Blogs vs. "continuous eloquence"

Blaise Pascal said:

Continuous eloquence wearies. Grandeur must be abandoned to be appreciated. Continuity in everything is unpleasant.
(Quoted by Ambivablog.)

My initial reaction to this quote was: this is a huge problem with blogging. You can't do consistently eloquent posts while making a large audience want to keep reading on a regular basis.

But then I thought: no, it really explains the problem with books, and blogs are the perfect antidote. Even the best blogs are rarely if ever "continuously eloquent," but that's a good thing.

Blogs put more of a burden on readers to make their own judgments about what's worth reading and where the real truth is. Books and blogs both consist of the same basic substance: human thought expressed in language (with maybe a picture here and there). But only a book seems to beg its audience to revere it as a grand accomplishment. Blogs are criticized as incomplete and lacking in credibility, and it's fine to point out those flaws, but only if we also recognize them as virtues.
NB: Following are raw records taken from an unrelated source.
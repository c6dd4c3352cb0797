//! Infrastructure layer for BioSense AI
//!
//! This crate contains adapters that implement the ports defined
//! in the application layer: the Gemini REST gateway, configuration
//! file loading and the JSONL conversation logger.

pub mod config;
pub mod gemini;
pub mod logging;

// Re-export commonly used types
pub use config::{
    ConfigError, ConfigLoader, DEFAULT_TIMEOUT_SECS, FileChatConfig, FileConfig,
    FileGeminiConfig, FileLoggingConfig, FileReplConfig,
};
pub use gemini::{
    client::{GeminiClient, GeminiClientConfig},
    error::GeminiError,
    gateway::GeminiLlmGateway,
    session::GeminiSession,
};
pub use logging::JsonlConversationLogger;
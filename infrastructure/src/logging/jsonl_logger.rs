//! JSONL file writer for conversation events.
//!
//! Each [`ConversationEvent`] becomes a single JSON line carrying the payload
//! fields plus `type` and `timestamp`. Records are appended, so one file can
//! hold several runs of the chat.

use biosense_application::{ConversationEvent, ConversationLogger};
use serde_json::Value;
use std::fs::{File, OpenOptions};
use std::io::{BufWriter, Write};
use std::path::{Path, PathBuf};
use std::sync::Mutex;
use tracing::warn;

/// JSONL conversation logger that writes one JSON object per line.
///
/// Thread-safe via `Mutex<BufWriter<File>>`. Flushes after every record.
pub struct JsonlConversationLogger {
    writer: Mutex<BufWriter<File>>,
    path: PathBuf,
}

impl JsonlConversationLogger {
    /// Open (or create) the log at `path`, creating parent directories.
    ///
    /// Returns `None` if the file cannot be opened; the chat then runs
    /// without a conversation log.
    pub fn new(path: impl AsRef<Path>) -> Option<Self> {
        let path = path.as_ref();

        if let Some(parent) = path.parent().filter(|p| !p.as_os_str().is_empty()) {
            if let Err(e) = std::fs::create_dir_all(parent) {
                warn!(
                    "Could not create conversation log directory {}: {}",
                    parent.display(),
                    e
                );
                return None;
            }
        }

        let file = match OpenOptions::new().create(true).append(true).open(path) {
            Ok(f) => f,
            Err(e) => {
                warn!(
                    "Could not open conversation log file {}: {}",
                    path.display(),
                    e
                );
                return None;
            }
        };

        Some(Self {
            writer: Mutex::new(BufWriter::new(file)),
            path: path.to_path_buf(),
        })
    }

    pub fn path(&self) -> &Path {
        &self.path
    }

    fn record(event: ConversationEvent) -> Value {
        let timestamp = chrono::Utc::now().to_rfc3339_opts(chrono::SecondsFormat::Millis, true);

        match event.payload {
            Value::Object(mut map) => {
                map.insert("type".to_string(), Value::String(event.event_type.to_string()));
                map.insert("timestamp".to_string(), Value::String(timestamp));
                Value::Object(map)
            }
            other => serde_json::json!({
                "type": event.event_type,
                "timestamp": timestamp,
                "data": other,
            }),
        }
    }
}

impl ConversationLogger for JsonlConversationLogger {
    fn log(&self, event: ConversationEvent) {
        let Ok(line) = serde_json::to_string(&Self::record(event)) else {
            return;
        };

        if let Ok(mut writer) = self.writer.lock() {
            let _ = writeln!(writer, "{}", line);
            let _ = writer.flush();
        }
    }
}

impl Drop for JsonlConversationLogger {
    fn drop(&mut self) {
        if let Ok(mut writer) = self.writer.lock() {
            let _ = writer.flush();
        }
    }
}
//! Command-line interface definitions

pub mod commands;
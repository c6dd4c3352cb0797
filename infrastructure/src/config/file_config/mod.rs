//! Raw TOML configuration data types
//!
//! These structs represent the exact structure of the TOML config file.
//! They are deserialized directly and converted to domain/application types
//! on demand, collecting [`ConfigIssue`]s instead of failing.

mod chat;
mod gemini;
mod logging;
mod repl;

pub use chat::FileChatConfig;
pub use gemini::{DEFAULT_TIMEOUT_SECS, FileGeminiConfig};
pub use logging::FileLoggingConfig;
pub use repl::FileReplConfig;

use biosense_application::SessionParams;
use biosense_domain::ConfigIssue;
use serde::{Deserialize, Serialize};

/// Complete file configuration (raw TOML structure)
#[derive(Debug, Clone, Default, Serialize, Deserialize)]
#[serde(default)]
pub struct FileConfig {
    /// Gemini API settings
    pub gemini: FileGeminiConfig,
    /// Initial presentation options
    pub chat: FileChatConfig,
    /// REPL settings
    pub repl: FileReplConfig,
    /// Conversation log settings
    pub logging: FileLoggingConfig,
}

impl FileConfig {
    /// Validate the entire configuration, returning all detected issues.
    pub fn validate(&self) -> Vec<ConfigIssue> {
        let mut issues = Vec::new();
        issues.extend(self.gemini.parse_model().1);
        issues.extend(self.gemini.parse_timeout().1);
        issues.extend(self.chat.to_options().1);
        issues
    }

    /// Parameters for new chat sessions; invalid values fall back to defaults.
    pub fn session_params(&self) -> SessionParams {
        SessionParams::default()
            .with_model(self.gemini.parse_model().0)
            .with_system_instruction(self.gemini.system_instruction())
            .with_initial_options(self.chat.to_options().0)
    }
}

#[cfg(test)]
mod tests {
    use super::*;
    use biosense_domain::{Model, Tone};

    #[test]
    fn test_deserialize_full_config() {
        let toml_str = r#"
[gemini]
api_key_env = "LAB_GEMINI_KEY"
model = "gemini-2.5-pro"
system_instruction = "Eres un tutor de biosensores."
timeout_secs = 30

[chat]
tone = "concise"
detail = 2

[repl]
show_progress = false
history_file = "~/.local/share/biosense-ai/history.txt"

[logging]
conversation_log = "chat.jsonl"
"#;

        let config: FileConfig = toml::from_str(toml_str).unwrap();
        assert_eq!(config.gemini.api_key_env, "LAB_GEMINI_KEY");
        assert_eq!(config.gemini.timeout_secs, 30);
        assert!(!config.repl.show_progress);
        assert_eq!(config.logging.conversation_log.as_deref(), Some("chat.jsonl"));
        assert!(config.validate().is_empty());

        let params = config.session_params();
        assert_eq!(params.model, Model::Gemini25Pro);
        assert_eq!(params.system_instruction, "Eres un tutor de biosensores.");
        assert_eq!(params.initial_options.tone, Tone::Concise);
        assert_eq!(params.initial_options.detail.get(), 2);
    }

    #[test]
    fn test_partial_config_uses_defaults() {
        let config: FileConfig = toml::from_str("[chat]\ntone = \"didactic\"\n").unwrap();
        assert_eq!(config.gemini.model, "gemini-2.5-flash");
        assert_eq!(config.gemini.api_key_env, "GEMINI_API_KEY");
        assert_eq!(config.chat.detail, 3);
        assert!(config.repl.show_progress);
        assert!(config.logging.conversation_log.is_none());
    }

    #[test]
    fn test_validate_collects_all_issues() {
        let toml_str = r#"
[gemini]
model = ""
timeout_secs = 0

[chat]
tone = "sarcastic"
detail = 0
"#;
        let config: FileConfig = toml::from_str(toml_str).unwrap();
        let issues = config.validate();
        assert_eq!(issues.len(), 4);
        assert_eq!(issues.iter().filter(|i| i.is_error()).count(), 1);

        let params = config.session_params();
        assert_eq!(params.model, Model::default());
        assert_eq!(params.initial_options.tone, Tone::Technical);
    }
}
//! Structured conversation logging.
//!
//! Provides [`JsonlConversationLogger`], a JSONL file writer that implements
//! the [`ConversationLogger`](biosense_application::ConversationLogger) port.

mod jsonl_logger;

pub use jsonl_logger::JsonlConversationLogger;
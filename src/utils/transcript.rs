//! Plain-text transcript formatting shared by `/save` and the session log.

use std::fs::OpenOptions;
use std::io::{BufWriter, Write};
use std::path::Path;

use crate::core::message::{Message, TranscriptRole};

pub const USER_PREFIX: &str = "You: ";

/// The text written for one message, or `None` for messages that stay on
/// screen only.
pub fn format_entry(msg: &Message) -> Option<String> {
    match msg.role {
        TranscriptRole::User => Some(format!("{USER_PREFIX}{}", msg.content)),
        TranscriptRole::Assistant | TranscriptRole::AppError => Some(msg.content.clone()),
        TranscriptRole::AppInfo => None,
    }
}

/// Write every exportable message to a new file. Existing files are left
/// untouched.
pub fn export<'a, I>(messages: I, path: &Path) -> Result<usize, Box<dyn std::error::Error>>
where
    I: IntoIterator<Item = &'a Message>,
{
    let entries: Vec<String> = messages.into_iter().filter_map(format_entry).collect();
    if entries.is_empty() {
        return Err("No conversation to save - the chat history is empty.".into());
    }

    let file = OpenOptions::new()
        .write(true)
        .create_new(true)
        .open(path).map_err(|e| {
        if e.kind() == std::io::ErrorKind::AlreadyExists {
            format!(
                "File '{}' already exists. Please specify a different filename with /save <filename>.",
                path.display()
            )
            .into()
        } else {
            Box::<dyn std::error::Error>::from(e)
        }
    })?;

    let mut writer = BufWriter::new(file);
    for entry in &entries {
        write_block(&mut writer, entry)?;
    }
    writer.flush()?;
    Ok(entries.len())
}

/// One entry followed by the blank separator line.
pub(crate) fn write_block<W: Write>(writer: &mut W, content: &str) -> std::io::Result<()> {
    for line in content.lines() {
        writeln!(writer, "{line}")?;
    }
    writeln!(writer)
}

#[cfg(test)]
mod tests {
    use super::*;
    use crate::core::conversation::FALLBACK_REPLY;
    use std::fs;
    use tempfile::TempDir;

    fn sample() -> Vec<Message> {
        vec![
            Message::app_info("Welcome to Destin"),
            Message::user("Plan a trip"),
            Message::assistant("Sure!\nWhere to?"),
            Message::user("Paris"),
            Message::app_error(FALLBACK_REPLY),
        ]
    }

    #[test]
    fn export_writes_user_prefix_and_skips_info() {
        let dir = TempDir::new().expect("tempdir");
        let path = dir.path().join("trip.txt");

        let written = export(&sample(), &path).expect("export");
        assert_eq!(written, 4);

        let contents = fs::read_to_string(&path).expect("read");
        assert_eq!(
            contents,
            "You: Plan a trip\n\nSure!\nWhere to?\n\nYou: Paris\n\nError: could not reach server.\n\n"
        );
    }

    #[test]
    fn export_refuses_to_overwrite() {
        let dir = TempDir::new().expect("tempdir");
        let path = dir.path().join("trip.txt");
        fs::write(&path, "keep me").expect("seed");

        let err = export(&sample(), &path).unwrap_err();
        assert!(err.to_string().contains("already exists"));
        assert_eq!(fs::read_to_string(&path).expect("read"), "keep me");
    }

    #[test]
    fn export_of_empty_conversation_fails() {
        let dir = TempDir::new().expect("tempdir");
        let path = dir.path().join("empty.txt");
        let only_info = [Message::app_info("hello")];

        assert!(export(&only_info, &path).is_err());
        assert!(!path.exists());
    }
}
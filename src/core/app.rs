//! Session state owned by the event loop.

use std::time::Instant;

use ratatui::style::Style;
use ratatui::text::Line;
use tracing::{debug, warn};
use tui_textarea::TextArea;

use crate::api::ChatReply;
use crate::commands::{self, CommandResult};
use crate::core::chat_client::ChatError;
use crate::core::config::Settings;
use crate::core::conversation::{Conversation, OutboundRequest};
use crate::core::message::Message;
use crate::ui::layout::LayoutEngine;
use crate::ui::markdown::MessageRenderConfig;
use crate::ui::theme::Theme;
use crate::utils::logging::LoggingState;

pub const INPUT_PLACEHOLDER: &str = "Ask DestinAI...";

/// Prewrapped transcript lines for one width/markdown combination.
struct LayoutCache {
    revision: u64,
    width: u16,
    markdown: bool,
    lines: Vec<Line<'static>>,
}

pub struct App {
    pub conversation: Conversation,
    pub settings: Settings,
    pub theme: Theme,
    pub markdown: bool,
    pub input: TextArea<'static>,
    pub logging: LoggingState,
    pub scroll_offset: usize,
    pub auto_scroll: bool,
    /// Largest valid offset as of the last frame.
    pub max_scroll_offset: usize,
    pub pulse_start: Instant,
    pub should_quit: bool,
    revision: u64,
    layout_cache: Option<LayoutCache>,
}

impl App {
    pub fn new(settings: Settings) -> Result<Self, Box<dyn std::error::Error>> {
        let theme = Theme::from_name(&settings.theme);
        let logging = LoggingState::new(settings.log_file.clone())?;
        let mut app = Self {
            conversation: Conversation::new(settings.send_history),
            markdown: settings.markdown,
            input: new_input(&theme),
            theme,
            settings,
            logging,
            scroll_offset: 0,
            auto_scroll: true,
            max_scroll_offset: 0,
            pulse_start: Instant::now(),
            should_quit: false,
            revision: 0,
            layout_cache: None,
        };
        app.add_info(format!(
            "Connected to {}. Type a message and press Enter; /help lists commands.",
            app.settings.endpoint
        ));
        Ok(app)
    }

    pub fn input_text(&self) -> String {
        self.input.lines().join("\n")
    }

    pub fn clear_input(&mut self) {
        self.input = new_input(&self.theme);
    }

    /// Handle Enter in the input box. Returns the request to send, if any.
    pub fn submit_input(&mut self) -> Option<OutboundRequest> {
        let text = self.input_text();
        if text.trim().is_empty() {
            return None;
        }

        match commands::process_input(self, &text) {
            CommandResult::Continue => {
                self.clear_input();
                None
            }
            CommandResult::Quit => {
                self.should_quit = true;
                None
            }
            CommandResult::ProcessAsMessage(message) => {
                let request = self.conversation.submit(&message)?;
                self.clear_input();
                self.after_append();
                Some(request)
            }
        }
    }

    pub fn apply_reply(&mut self, id: u64, result: Result<ChatReply, ChatError>) {
        if self.conversation.apply_reply(id, result).is_some() {
            self.after_append();
        }
    }

    pub fn add_info(&mut self, content: impl Into<String>) {
        self.conversation.add_app_info(content);
        self.touch();
    }

    pub fn clear_conversation(&mut self) {
        self.conversation.clear();
        self.scroll_to_bottom();
        self.touch();
    }

    pub fn set_markdown(&mut self, enabled: bool) {
        self.markdown = enabled;
        self.touch();
    }

    /// Log the newest message and follow the transcript tail.
    fn after_append(&mut self) {
        if let Some(last) = self.conversation.messages().back() {
            debug!(role = last.role.as_str(), "message appended");
            if let Err(e) = self.logging.log_message(last) {
                warn!(error = %e, "failed to write transcript log");
                self.conversation.set_status(format!("Log error: {e}"));
            }
        }
        self.scroll_to_bottom();
        self.touch();
    }

    fn touch(&mut self) {
        self.revision = self.revision.wrapping_add(1);
    }

    pub fn messages(&self) -> impl Iterator<Item = &Message> {
        self.conversation.messages().iter()
    }

    /// Transcript lines wrapped to `width`, rebuilt only when the transcript,
    /// width, or markdown mode changed.
    pub fn transcript_lines(&mut self, width: u16) -> &[Line<'static>] {
        let stale = self.layout_cache.as_ref().is_none_or(|cache| {
            cache.revision != self.revision
                || cache.width != width
                || cache.markdown != self.markdown
        });
        if stale {
            let config = MessageRenderConfig::markdown(self.markdown).with_width(Some(width as usize));
            let layout =
                LayoutEngine::layout_messages(self.conversation.messages(), &self.theme, config);
            self.layout_cache = Some(LayoutCache {
                revision: self.revision,
                width,
                markdown: self.markdown,
                lines: layout.lines,
            });
        }
        self.layout_cache
            .as_ref()
            .map(|cache| cache.lines.as_slice())
            .unwrap_or(&[])
    }

    pub fn scroll_up(&mut self, lines: usize) {
        if self.auto_scroll {
            self.scroll_offset = self.max_scroll_offset;
            self.auto_scroll = false;
        }
        self.scroll_offset = self.scroll_offset.saturating_sub(lines);
    }

    pub fn scroll_down(&mut self, lines: usize) {
        if self.auto_scroll {
            return;
        }
        self.scroll_offset = self.scroll_offset.saturating_add(lines);
        if self.scroll_offset >= self.max_scroll_offset {
            self.scroll_to_bottom();
        }
    }

    pub fn scroll_to_top(&mut self) {
        self.auto_scroll = false;
        self.scroll_offset = 0;
    }

    pub fn scroll_to_bottom(&mut self) {
        self.auto_scroll = true;
        self.scroll_offset = self.max_scroll_offset;
    }

    /// Offset to draw with, given the current number of lines and viewport
    /// height. Records the maximum for later scroll commands.
    pub fn effective_scroll_offset(&mut self, total_lines: usize, viewport: usize) -> usize {
        self.max_scroll_offset = total_lines.saturating_sub(viewport);
        if self.auto_scroll {
            self.scroll_offset = self.max_scroll_offset;
        }
        self.scroll_offset.min(self.max_scroll_offset)
    }

    /// Input box height in text rows, excluding borders.
    pub fn input_height(&self, max_rows: u16) -> u16 {
        (self.input.lines().len() as u16).clamp(1, max_rows.max(1))
    }
}

fn new_input(theme: &Theme) -> TextArea<'static> {
    let mut input = TextArea::default();
    input.set_placeholder_text(INPUT_PLACEHOLDER);
    input.set_style(theme.input_text_style);
    input.set_cursor_line_style(Style::default());
    input
}

#[cfg(test)]
mod tests {
    use super::*;
    use crate::core::conversation::FALLBACK_REPLY;
    use crate::utils::test_utils::create_test_app;

    #[test]
    fn new_app_greets_with_endpoint() {
        let app = create_test_app();
        let first = app.messages().next().expect("greeting");
        assert!(first.is_app());
        assert!(first.content.contains("127.0.0.1:8000/chat"));
    }

    #[test]
    fn blank_input_is_not_sent_and_is_kept() {
        let mut app = create_test_app();
        app.input.insert_str("   ");
        let before = app.conversation.messages().len();

        assert!(app.submit_input().is_none());
        assert_eq!(app.conversation.messages().len(), before);
        assert_eq!(app.input_text(), "   ");
    }

    #[test]
    fn submitting_text_clears_input_and_returns_request() {
        let mut app = create_test_app();
        app.input.insert_str("Weekend in Porto");

        let request = app.submit_input().expect("request");
        assert_eq!(request.body.message, "Weekend in Porto");
        assert_eq!(app.input_text(), "");
        assert_eq!(
            app.conversation.messages().back(),
            Some(&Message::user("Weekend in Porto"))
        );
    }

    #[test]
    fn input_is_kept_while_waiting_for_reply() {
        let mut app = create_test_app();
        app.input.insert_str("first");
        let request = app.submit_input().expect("request");

        app.input.insert_str("second");
        assert!(app.submit_input().is_none());
        assert_eq!(app.input_text(), "second");

        app.apply_reply(request.id, Err(ChatError::Status { status: 500, body: String::new() }));
        assert_eq!(
            app.conversation.messages().back(),
            Some(&Message::app_error(FALLBACK_REPLY))
        );
        assert!(app.submit_input().is_some());
    }

    #[test]
    fn slash_commands_do_not_reach_the_endpoint() {
        let mut app = create_test_app();
        app.input.insert_str("/markdown");

        assert!(app.submit_input().is_none());
        assert!(!app.markdown);
        assert_eq!(app.input_text(), "");
        assert!(!app.conversation.is_pending());
    }

    #[test]
    fn quit_command_sets_flag() {
        let mut app = create_test_app();
        app.input.insert_str("/quit");
        app.submit_input();
        assert!(app.should_quit);
    }

    #[test]
    fn transcript_lines_are_cached_until_transcript_changes() {
        let mut app = create_test_app();
        let first = app.transcript_lines(40).to_vec();
        assert_eq!(app.transcript_lines(40), first.as_slice());

        app.add_info("another notice");
        assert!(app.transcript_lines(40).len() > first.len());
    }

    #[test]
    fn scrolling_up_leaves_follow_mode_until_bottom() {
        let mut app = create_test_app();
        assert_eq!(app.effective_scroll_offset(50, 10), 40);

        app.scroll_up(5);
        assert!(!app.auto_scroll);
        assert_eq!(app.effective_scroll_offset(50, 10), 35);

        app.scroll_down(10);
        assert!(app.auto_scroll);
        assert_eq!(app.effective_scroll_offset(60, 10), 50);
    }
}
People who have a knack for "continuous eloquence" have a dangerous power, because they can lull you into beliefs that have little basis but the eloquence itself.

4 comments:

Jason (the commenter) said...

Perhaps he was listening to a bore and needed a polite excuse to leave?

John Althouse Cohen said...

Ah, that could explain it too!

Anonymous said...

When you refer to "books," do you mean books in general or non-fiction specifically?

While I'm not sure I completely agree with his quote, I can appreciate what Pascal is "driving at" (to quench any inadvertently-superfluous eloquence).

Although there is always the danger (or promise) of being spellbound by the eloquence of the author (even if, as you astutely indicate, our enchantment may be based on little more than their "way with words"), I am inclined to grant a certain degree of "immunity" to poetry and fiction, because most of its readers are not trying to place a dogmatic emphasis on it.

Oh, yeah ... unless you're me. Then you worship fiction and definitely need to wear the proverbial life vest so as not to be swept away in its seductively-imaginative currents. :-)

John Althouse Cohen said...

Danielle: good point -- I should have specified I just meant non-fiction books. I agree that fiction has a lot more license, though that's part of why I read nonfiction rather than fiction.